OVG Saarlouis 1. Senat 12.10.2011 1 A 246/11

Erlangt ein Einbürgerungsbewerber nach Zeiten ohne Anspruch auf ergänzende Leistungen nach dem Zwölften Buch Sozialgesetzbuch aufgrund einer mit dem Wechsel von der Leiharbeit in ein reguläres Beschäftigungsverhältnis des ersten Arbeitsmarktes verbundenen und durch den Wegfall der Möglichkeit, Überstunden zu leisten, bedingten Verringerung seines monatlichen Bruttoeinkommens einen solchen Anspruch, so hat er dies nicht im Sinne des § 10 Abs. 1 Satz 1 Nr. 3 StAG zu vertreten.

Das Bundeszentralregistergesetz wird maßgeblich durch die Zielsetzung geprägt, die Interessen der von den Eintragungen Betroffenen am Schutz ihrer Persönlichkeitssphäre und das Interesse der Allgemeinheit am Schutz der Gesellschaft vor die Rechtsordnung missachtenden Individuen in ein ausgewogenes Verhältnis zueinander zu setzen.

Eine Jugendstrafe, deren Strafmakel als beseitigt erklärt ist und daher weder der Einbürgerungsbehörde noch den Verwaltungsgerichten auf ein Ersuchen um eine unbeschränkte Registerauskunft mitgeteilt wird, darf nach §§ 41 Abs. 3 Satz 1, 53 Abs. 1 Nr. 1 und Abs. 2 BZRG in einem Einbürgerungsverfahren - ungeachtet noch nicht eingetretener Tilgungsreife - nicht als einbürgerungshindernd im Sinne des § 10 Abs. 1 Satz 1 Nr. 5 StAG berücksichtigt werden.

OVG Saarlouis 1. Senat 20.7.2011 1 A 242/11

Geht die genaue Berechnung der Beihilfe auf der zweiten Stelle hinter dem Komma nicht auf, ist diese Stelle um eins zu erhöhen, wenn die dritte Stelle einen Wert zwischen 5 und 9 aufweist; ansonsten wird abgerundet.

Die Beihilfeberechnung ist stets anhand bestimmter, typischerweise durch einen Beleg begrenzter beihilfefähiger Aufwendungen vorzunehmen; das gilt auch dann, wenn eine Beihilfe zu bestimmten Aufwendungen nicht vollständig verweigert wurde, sondern der Streit eine Kürzung der Aufwendungen betrifft.
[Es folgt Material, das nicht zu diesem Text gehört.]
use anyhow::Result;
use serde_json::Value;
use std::sync::Arc;
use std::time::Duration;
use tokio::sync::watch;
use tracing::{error, info};

use crate::browser::pool::BrowserPool;
use crate::browser::scraper::BrowserScraper;
use crate::cli::config::AppConfig;
use crate::crawler::orchestrator::ScrapeOrchestrator;
use crate::crawler::poller::{HttpStatusClient, StatusSource};
use crate::crawler::probe::SiteProbe;
use crate::crawler::scheduler::RecurringScheduler;
use crate::crawler::task::TaskMessage;
use crate::crawler::worker::Worker;
use crate::server::{self, AppState, StatusFacade};
use crate::storage::cache::{JobStatus, JobStatusCache, MemoryJobCache, RedisJobCache};
use crate::storage::queue::{MemoryTaskBroker, RedisTaskBroker, TaskBroker};
use crate::storage::schedules::ScheduleStore;
use crate::utils::metrics::MetricsCollector;

/// Result of a one-off dispatch
#[derive(Debug, Clone, PartialEq)]
pub enum DispatchOutcome {
    /// A completed result was already cached
    Cached(Value),
    /// The task was put on the queue
    Published(TaskMessage),
}

/// Flips to `true` on Ctrl-C
pub fn shutdown_signal() -> watch::Receiver<bool> {
    let (tx, rx) = watch::channel(false);

    tokio::spawn(async move {
        match tokio::signal::ctrl_c().await {
            Ok(()) => info!("Shutdown requested"),
            Err(e) => error!("Failed to listen for Ctrl-C: {}", e),
        }
        let _ = tx.send(true);
    });

    rx
}

/// Builds the service components from configuration and runs them
pub struct Controller {
    config: AppConfig,
    broker: Arc<dyn TaskBroker>,
    cache: Arc<dyn JobStatusCache>,
    metrics: MetricsCollector,

    /// Set when the broker is Redis, for in-flight recovery
    redis_broker: Option<Arc<RedisTaskBroker>>,
}

impl Controller {
    /// Connect to the configured broker and job status cache
    pub async fn connect(config: AppConfig) -> Result<Self> {
        let cache: Arc<dyn JobStatusCache> = match config.cache.backend.as_str() {
            "redis" => Arc::new(RedisJobCache::new(&config.cache).await?),
            "memory" => Arc::new(MemoryJobCache::new()),
            other => anyhow::bail!("Unsupported cache backend: {}", other),
        };

        match config.broker.backend.as_str() {
            "redis" => {
                let broker = Arc::new(RedisTaskBroker::new(&config.broker).await?);
                let mut controller = Self::from_parts(config, broker.clone(), cache);
                controller.redis_broker = Some(broker);
                Ok(controller)
            }
            "memory" => {
                info!("Using the in-process task queue; tasks do not leave this process");
                Ok(Self::from_parts(config, Arc::new(MemoryTaskBroker::new()), cache))
            }
            other => anyhow::bail!("Unsupported broker backend: {}", other),
        }
    }

    /// Assemble from existing components
    fn from_parts(config: AppConfig, broker: Arc<dyn TaskBroker>, cache: Arc<dyn JobStatusCache>) -> Self {
        Self {
            config,
            broker,
            cache,
            metrics: MetricsCollector::new(),
            redis_broker: None,
        }
    }

    fn result_ttl(&self) -> Duration {
        Duration::from_secs(self.config.cache.result_ttl)
    }

    fn orchestrator(&self) -> Result<ScrapeOrchestrator> {
        let pool = Arc::new(BrowserPool::new(self.config.browser.clone(), self.config.scrape.user_agent.clone()));
        let scraper = Arc::new(BrowserScraper::new(pool, self.config.scrape.clone())?);
        let probe = SiteProbe::new(&self.config.scrape)?;

        Ok(ScrapeOrchestrator::new(probe, scraper, self.cache.clone(), self.result_ttl()))
    }

    fn status_source(&self) -> Result<Arc<dyn StatusSource>> {
        match &self.config.scheduler.status_base_url {
            Some(base_url) => {
                info!("Polling job status over HTTP at {}", base_url);
                Ok(Arc::new(HttpStatusClient::new(base_url, &self.config.scrape)?))
            }
            None => Ok(Arc::new(StatusFacade::new(self.cache.clone()))),
        }
    }

    /// Consume tasks until shutdown
    pub async fn run_worker(&self, shutdown: watch::Receiver<bool>) -> Result<()> {
        if let Some(broker) = &self.redis_broker {
            broker.requeue_inflight().await?;
            info!("{} task(s) waiting in the queue", broker.pending_count().await?);
        }

        let worker = Arc::new(Worker::new(
            self.broker.clone(),
            self.cache.clone(),
            Arc::new(self.orchestrator()?),
            self.metrics.clone(),
            &self.config.worker,
            &self.config.cache,
        ));

        worker.run(shutdown).await
    }

    /// Tick the recurring scheduler until shutdown
    pub async fn run_scheduler(&self, store: Arc<dyn ScheduleStore>, shutdown: watch::Receiver<bool>) -> Result<()> {
        let scheduler = Arc::new(RecurringScheduler::new(
            store,
            self.broker.clone(),
            self.status_source()?,
            self.cache.clone(),
            self.metrics.clone(),
            self.config.scheduler.clone(),
            self.result_ttl(),
        ));

        scheduler.run(shutdown).await
    }

    /// Serve the status endpoints until shutdown
    pub async fn serve(&self, store: Arc<dyn ScheduleStore>, shutdown: watch::Receiver<bool>) -> Result<()> {
        let state = AppState {
            facade: StatusFacade::new(self.cache.clone()),
            store,
            metrics: self.metrics.clone(),
        };

        server::serve(state, &self.config.server.bind, shutdown).await
    }

    /// Worker, scheduler and status service in one process
    pub async fn run_all(&self, store: Arc<dyn ScheduleStore>, shutdown: watch::Receiver<bool>) -> Result<()> {
        tokio::try_join!(
            self.run_worker(shutdown.clone()),
            self.run_scheduler(store.clone(), shutdown.clone()),
            self.serve(store, shutdown),
        )?;

        Ok(())
    }

    /// Queue one task unless a completed result is already cached
    pub async fn dispatch(&self, message: TaskMessage) -> Result<DispatchOutcome> {
        message.validate()?;

        let cached = self.cache.get(&message.task_key()).await?;
        if let Some(result) = cached.as_ref().and_then(JobStatus::result) {
            info!("{} already completed, not queueing", message.task_key());
            return Ok(DispatchOutcome::Cached(result.clone()));
        }

        self.broker.publish(&message).await?;
        self.metrics.record_published(1).await;
        info!("Queued {} for {}", message.kind, message.url);

        Ok(DispatchOutcome::Published(message))
    }

    /// Current state of a job
    pub async fn status(&self, message: &TaskMessage) -> Result<Option<JobStatus>> {
        message.validate()?;
        self.cache.get(&message.task_key()).await
    }
}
OVG Saarlouis 1. Senat 19.9.2011 1 A 207/11

Die saarländische Regelung des § 10 Satz 2 SBeamtVG, nach welcher sich vor dem 17.5.2002 - dem Tag, seit dem eine unterhälftige Beschäftigung von Beamten im Saarland zulässig ist - im Angestelltenverhältnis geleistete unterhälftige Vordiensttätigkeiten nicht ruhegehaltssteigernd auswirken, während zeitgleich erfolgte zumindest hälftige Beschäftigungszeiten damals ebenfalls noch angestellter beziehungsweise (bereits) verbeamteter teilzeitbeschäftigter Kollegen ruhegehaltsfähig sind, ist unter Gleichbehandlungsgesichtspunkten nicht zu beanstanden.

Die Vorschrift bedingt auch keine das Willkürverbot verletzende Ungleichbehandlung von Beamten, deren unterhälftige Vordienstzeiten vor dem 17.5.2002 liegen, mit Beamten, die nach dem 17.5.2002 unterhälftig im Angestelltenverhältnis beschäftigt waren.

§ 10 Satz 2 SBeamtVG steht nicht im Widerspruch zu den Vorgaben der zwischen den europäischen Sozialpartnern geschlossenen Rahmenvereinbarung über Teilzeitarbeit, die durch die Richtlinie 97/81/EG des Rates vom 15.12.1997, der sie als Anhang beigefügt ist, in Gemein-schaftsrecht überführt wurde.

OVG Saarlouis 1. Senat 6.4.2011 1 A 19/11

1. Die Verwendungszulage nach § 46 Abs. 1 S. 1 BBesG darf nicht gezahlt werden, wenn dem Beamten der im Vergleich zu seinem Statusamt höher bewertete Dienstposten auf Dauer bzw. endgültig übertragen worden ist.

2. Ebensowenig darf die genannte Zulage gezahlt werden, wenn dem höher bewerteten Dienstposten nicht fest eine Planstelle dieser Wertigkeit zugeordnet ist, sondern die sog. Topfwirtschaft praktiziert wird.

3. Die so umrissene Rechtslage ist verfassungsrechtlich nicht zu beanstanden.